#### [What you should do]
Find the lines below that contain the string "since", count them, and give only the number.

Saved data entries

________________

//! Writer handle owning the single mutable tantivy index.
//!
//! The handle moves through `Unstarted -> Started -> Shutdown`. While
//! started it owns the tantivy `IndexWriter` (and with it the index
//! lock), applies retractions and insertions, and turns each commit into
//! a published snapshot: a reloaded `Searcher` paired with the
//! [`CommitRecord`] it was committed with.
//!
//! Mutations and commits serialize on the lifecycle mutex. Snapshot
//! readers only touch the published slot, which is swapped under a
//! short write lock after each commit completes, so an in-flight batch
//! is never visible and never blocks a reader.

use crate::core::config::WriterConfig;
use crate::core::error::{IngestError, Result};
use crate::core::indexable::Analyzer;
use crate::core::storage::analysis::apply_analyzer;
use crate::core::storage::schema::validate_uid_field;
use crate::core::types::{VersionToken, WriterState};
use crate::core::version::{CommitRecord, VersionTracker};
use std::path::PathBuf;
#[cfg(test)]
use std::sync::atomic::{AtomicBool, Ordering};
use std::sync::{Mutex, MutexGuard, RwLock};
use tantivy::directory::MmapDirectory;
use tantivy::schema::{Field, Schema, Term};
use tantivy::tokenizer::TextAnalyzer;
use tantivy::{Index, IndexReader, IndexWriter, ReloadPolicy, Searcher, TantivyDocument};

/// Where the index lives
#[derive(Debug, Clone, PartialEq, Eq)]
pub enum StorageLocation {
    /// On-disk index directory (created if missing)
    Directory(PathBuf),

    /// Ephemeral in-memory index
    InMemory,
}

/// Committed state handed to snapshot readers
#[derive(Clone)]
pub(crate) struct PublishedSnapshot {
    pub searcher: Searcher,
    pub record: Option<CommitRecord>,
}

/// Engine state owned while started
struct ActiveIndex {
    index: Index,
    writer: IndexWriter,
    reader: IndexReader,
    uid_field: Field,
    pending: usize,
}

enum Lifecycle {
    Unstarted,
    Started(Box<ActiveIndex>),
    Shutdown,
}

impl Lifecycle {
    fn state(&self) -> WriterState {
        match self {
            Lifecycle::Unstarted => WriterState::Unstarted,
            Lifecycle::Started(_) => WriterState::Started,
            Lifecycle::Shutdown => WriterState::Shutdown,
        }
    }
}

/// Handle over the single mutable index instance
pub struct IndexWriterHandle {
    location: StorageLocation,
    schema: Schema,
    config: WriterConfig,
    analyzers: Mutex<Vec<(String, TextAnalyzer)>>,
    lifecycle: Mutex<Lifecycle>,
    published: RwLock<Option<PublishedSnapshot>>,
    tracker: VersionTracker,
    #[cfg(test)]
    fail_next_commit: AtomicBool,
}

impl std::fmt::Debug for IndexWriterHandle {
    fn fmt(&self, f: &mut std::fmt::Formatter<'_>) -> std::fmt::Result {
        f.debug_struct("IndexWriterHandle")
            .field("location", &self.location)
            .field("state", &self.state())
            .field("schema", &"<schema>")
            .finish()
    }
}

impl IndexWriterHandle {
    /// Create an unstarted handle
    pub fn new(location: StorageLocation, schema: Schema, config: WriterConfig) -> Self {
        Self {
            location,
            schema,
            config,
            analyzers: Mutex::new(Vec::new()),
            lifecycle: Mutex::new(Lifecycle::Unstarted),
            published: RwLock::new(None),
            tracker: VersionTracker::new(),
            #[cfg(test)]
            fail_next_commit: AtomicBool::new(false),
        }
    }

    /// Register a named analyzer usable as a per-document override
    ///
    /// Analyzers registered before `start()` are installed when the index
    /// opens; on a started handle they are installed immediately.
    pub fn register_analyzer(&self, name: impl Into<String>, analyzer: TextAnalyzer) {
        let name = name.into();

        if let Lifecycle::Started(active) = &*self.lock_lifecycle() {
            active.index.tokenizers().register(&name, analyzer.clone());
        }

        self.analyzers
            .lock()
            .unwrap_or_else(|poisoned| poisoned.into_inner())
            .push((name, analyzer));
    }

    /// Current lifecycle state
    pub fn state(&self) -> WriterState {
        self.lock_lifecycle().state()
    }

    /// Check whether mutations are accepted
    pub fn is_started(&self) -> bool {
        self.state() == WriterState::Started
    }

    /// Schema documents are written with
    pub fn schema(&self) -> &Schema {
        &self.schema
    }

    /// Resolve the reserved uid field of the schema
    pub fn uid_field(&self) -> Result<Field> {
        validate_uid_field(&self.schema)
    }

    /// Version tracker fed by this handle's commits
    pub fn tracker(&self) -> &VersionTracker {
        &self.tracker
    }

    /// Best-effort start
    ///
    /// Failures are logged and leave the handle unusable; check
    /// [`is_started`](Self::is_started) before use.
    pub fn start(&self) {
        if let Err(e) = self.try_start() {
            tracing::error!("Unable to start index writer at {:?}: {}", self.location, e);
        }
    }

    /// Start and report failures to the caller
    pub fn try_start(&self) -> Result<()> {
        let mut lifecycle = self.lock_lifecycle();

        match &*lifecycle {
            Lifecycle::Started(_) => {
                tracing::warn!("Index writer already started");
                return Ok(());
            }
            Lifecycle::Shutdown => {
                return Err(IngestError::StartupFailed(
                    "Writer has been shut down".to_string(),
                ));
            }
            Lifecycle::Unstarted => {}
        }

        let uid_field = validate_uid_field(&self.schema)?;
        let index = self.open_index()?;

        for (name, analyzer) in self
            .analyzers
            .lock()
            .unwrap_or_else(|poisoned| poisoned.into_inner())
            .iter()
        {
            index.tokenizers().register(name, analyzer.clone());
        }

        let acquired: tantivy::Result<IndexWriter> = if self.config.num_threads == 0 {
            index.writer(self.config.heap_size_bytes)
        } else {
            index.writer_with_num_threads(self.config.num_threads, self.config.heap_size_bytes)
        };
        let writer = acquired
            .map_err(|e| IngestError::StartupFailed(format!("Failed to acquire writer: {e}")))?;

        let reader: IndexReader = index
            .reader_builder()
            .reload_policy(ReloadPolicy::Manual)
            .try_into()
            .map_err(|e| IngestError::StartupFailed(format!("Failed to create reader: {e}")))?;

        let metas = index
            .load_metas()
            .map_err(|e| IngestError::StartupFailed(format!("Failed to load index meta: {e}")))?;
        let record = self.tracker.load(metas.payload.as_deref())?;

        self.publish(PublishedSnapshot {
            searcher: reader.searcher(),
            record: record.clone(),
        })?;

        *lifecycle = Lifecycle::Started(Box::new(ActiveIndex {
            index,
            writer,
            reader,
            uid_field,
            pending: 0,
        }));

        tracing::info!(
            "Index writer started at {:?} (last committed version: {})",
            self.location,
            record
                .as_ref()
                .map(|r| r.version.to_string())
                .unwrap_or_else(|| "none".to_string())
        );

        Ok(())
    }

    /// Remove every document carrying `uid`
    ///
    /// A no-op when no such document exists. Becomes visible with the
    /// next commit.
    pub fn retract(&self, uid: &str) -> Result<()> {
        self.with_active(|active| {
            let term = Term::from_field_text(active.uid_field, uid);
            active.writer.delete_term(term);
            active.pending += 1;
            tracing::trace!("Retracted uid {}", uid);
            Ok(())
        })
    }

    /// Add one document, analyzing its text with `analyzer`
    ///
    /// The document must already carry its uid.
    pub fn insert_document(&self, doc: TantivyDocument, analyzer: &Analyzer) -> Result<()> {
        self.with_active(|active| {
            let doc = apply_analyzer(doc, &self.schema, active.index.tokenizers(), analyzer)?;

            active
                .writer
                .add_document(doc)
                .map_err(|e| IngestError::MutationFailed(format!("Failed to add document: {e}")))?;
            active.pending += 1;
            Ok(())
        })
    }

    /// Durably commit every mutation since the last commit with `version`
    ///
    /// On success the committed state is published to snapshot readers
    /// before this returns.
    pub fn commit(&self, version: &VersionToken) -> Result<CommitRecord> {
        self.with_active(|active| {
            self.check_commit_fault()?;
            let record = Self::commit_active(active, version, &self.tracker)?;
            self.refresh_published(active, Some(record.clone()))?;
            Ok(record)
        })
    }

    /// Discard every mutation since the last commit
    pub fn rollback(&self) -> Result<()> {
        self.with_active(|active| {
            let discarded = active.pending;
            active
                .writer
                .rollback()
                .map_err(|e| IngestError::MutationFailed(format!("Failed to roll back: {e}")))?;
            active.pending = 0;
            tracing::debug!("Rolled back {} uncommitted mutations", discarded);
            Ok(())
        })
    }

    /// Mutations issued since the last commit
    pub fn pending_mutations(&self) -> usize {
        match &*self.lock_lifecycle() {
            Lifecycle::Started(active) => active.pending,
            _ => 0,
        }
    }

    /// Release the index; idempotent and never fails
    ///
    /// Pending mutations are flushed under the last committed version
    /// (the version does not advance). Failures are logged.
    pub fn shutdown(&self) {
        let mut lifecycle = self.lock_lifecycle();
        let previous = std::mem::replace(&mut *lifecycle, Lifecycle::Shutdown);

        match previous {
            Lifecycle::Started(mut active) => {
                if active.pending > 0 {
                    self.flush_on_shutdown(&mut active);
                }

                let ActiveIndex { writer, .. } = *active;
                if let Err(e) = writer.wait_merging_threads() {
                    tracing::error!("Failed to release index writer: {}", e);
                }
                tracing::info!("Index writer at {:?} shut down", self.location);
            }
            Lifecycle::Unstarted => {
                tracing::debug!("Shutting down a writer that was never started");
            }
            Lifecycle::Shutdown => {
                tracing::debug!("Index writer already shut down");
            }
        }

        match self.published.write() {
            Ok(mut slot) => *slot = None,
            Err(poisoned) => *poisoned.into_inner() = None,
        }
    }

    /// Committed state for snapshot readers (`None` unless started)
    pub(crate) fn published_snapshot(&self) -> Result<Option<PublishedSnapshot>> {
        self.published
            .read()
            .map(|slot| slot.clone())
            .map_err(|e| IngestError::ReaderOpenFailed(format!("Snapshot slot poisoned: {e}")))
    }

    /// Make the next `commit` fail with `CommitFailed` before touching tantivy
    #[cfg(test)]
    pub(crate) fn fail_next_commit(&self) {
        self.fail_next_commit.store(true, Ordering::SeqCst);
    }

    #[cfg(test)]
    fn check_commit_fault(&self) -> Result<()> {
        if self.fail_next_commit.swap(false, Ordering::SeqCst) {
            return Err(IngestError::CommitFailed("Injected commit failure".to_string()));
        }
        Ok(())
    }

    #[cfg(not(test))]
    #[inline]
    fn check_commit_fault(&self) -> Result<()> {
        Ok(())
    }

    fn commit_active(
        active: &mut ActiveIndex,
        version: &VersionToken,
        tracker: &VersionTracker,
    ) -> Result<CommitRecord> {
        let pending = active.pending;

        let mut prepared = active
            .writer
            .prepare_commit()
            .map_err(|e| IngestError::CommitFailed(format!("Failed to prepare commit: {e}")))?;

        let record = CommitRecord::new(version.clone(), prepared.opstamp());
        prepared.set_payload(&record.to_payload()?);

        prepared
            .commit()
            .map_err(|e| IngestError::CommitFailed(format!("Failed to commit: {e}")))?;

        active.pending = 0;
        tracker.record(record.clone())?;

        tracing::debug!(
            "Committed {} mutations at version {} (opstamp {})",
            pending,
            record.version,
            record.sequence
        );

        Ok(record)
    }

    fn refresh_published(&self, active: &ActiveIndex, record: Option<CommitRecord>) -> Result<()> {
        active.reader.reload().map_err(|e| {
            IngestError::CommitFailed(format!("Committed but failed to reload reader: {e}"))
        })?;

        self.publish(PublishedSnapshot {
            searcher: active.reader.searcher(),
            record,
        })
    }

    fn flush_on_shutdown(&self, active: &mut ActiveIndex) {
        let pending = active.pending;

        let result = match self.tracker.last_committed() {
            Some(last) => Self::commit_active(active, &last.version, &self.tracker).map(|_| ()),
            None => active
                .writer
                .commit()
                .map(|_| ())
                .map_err(|e| IngestError::CommitFailed(format!("Failed to commit: {e}"))),
        };

        match result {
            Ok(()) => tracing::info!("Flushed {} pending mutations on shutdown", pending),
            Err(e) => tracing::error!(
                "Failed to flush {} pending mutations on shutdown: {}",
                pending,
                e
            ),
        }
    }

    fn publish(&self, snapshot: PublishedSnapshot) -> Result<()> {
        let mut slot = self
            .published
            .write()
            .map_err(|e| IngestError::CommitFailed(format!("Snapshot slot poisoned: {e}")))?;
        *slot = Some(snapshot);
        Ok(())
    }

    fn open_index(&self) -> Result<Index> {
        match &self.location {
            StorageLocation::Directory(path) => {
                std::fs::create_dir_all(path).map_err(|e| {
                    IngestError::StartupFailed(format!("Failed to create {path:?}: {e}"))
                })?;

                let directory = MmapDirectory::open(path).map_err(|e| {
                    IngestError::StartupFailed(format!("Failed to open {path:?}: {e}"))
                })?;

                Index::open_or_create(directory, self.schema.clone())
                    .map_err(|e| IngestError::StartupFailed(format!("Failed to open index: {e}")))
            }
            StorageLocation::InMemory => Ok(Index::create_in_ram(self.schema.clone())),
        }
    }

    fn with_active<T>(&self, f: impl FnOnce(&mut ActiveIndex) -> Result<T>) -> Result<T> {
        let mut lifecycle = self.lock_lifecycle();
        match &mut *lifecycle {
            Lifecycle::Started(active) => f(active),
            other => Err(IngestError::NotStarted(other.state())),
        }
    }

    fn lock_lifecycle(&self) -> MutexGuard<'_, Lifecycle> {
        // Every transition is a single assignment, so a poisoned guard
        // still holds a consistent state.
        self.lifecycle
            .lock()
            .unwrap_or_else(|poisoned| poisoned.into_inner())
    }
}

impl Drop for IndexWriterHandle {
    fn drop(&mut self) {
        if self.is_started() {
            self.shutdown();
        }
    }
}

________________

#### [Answer section]
3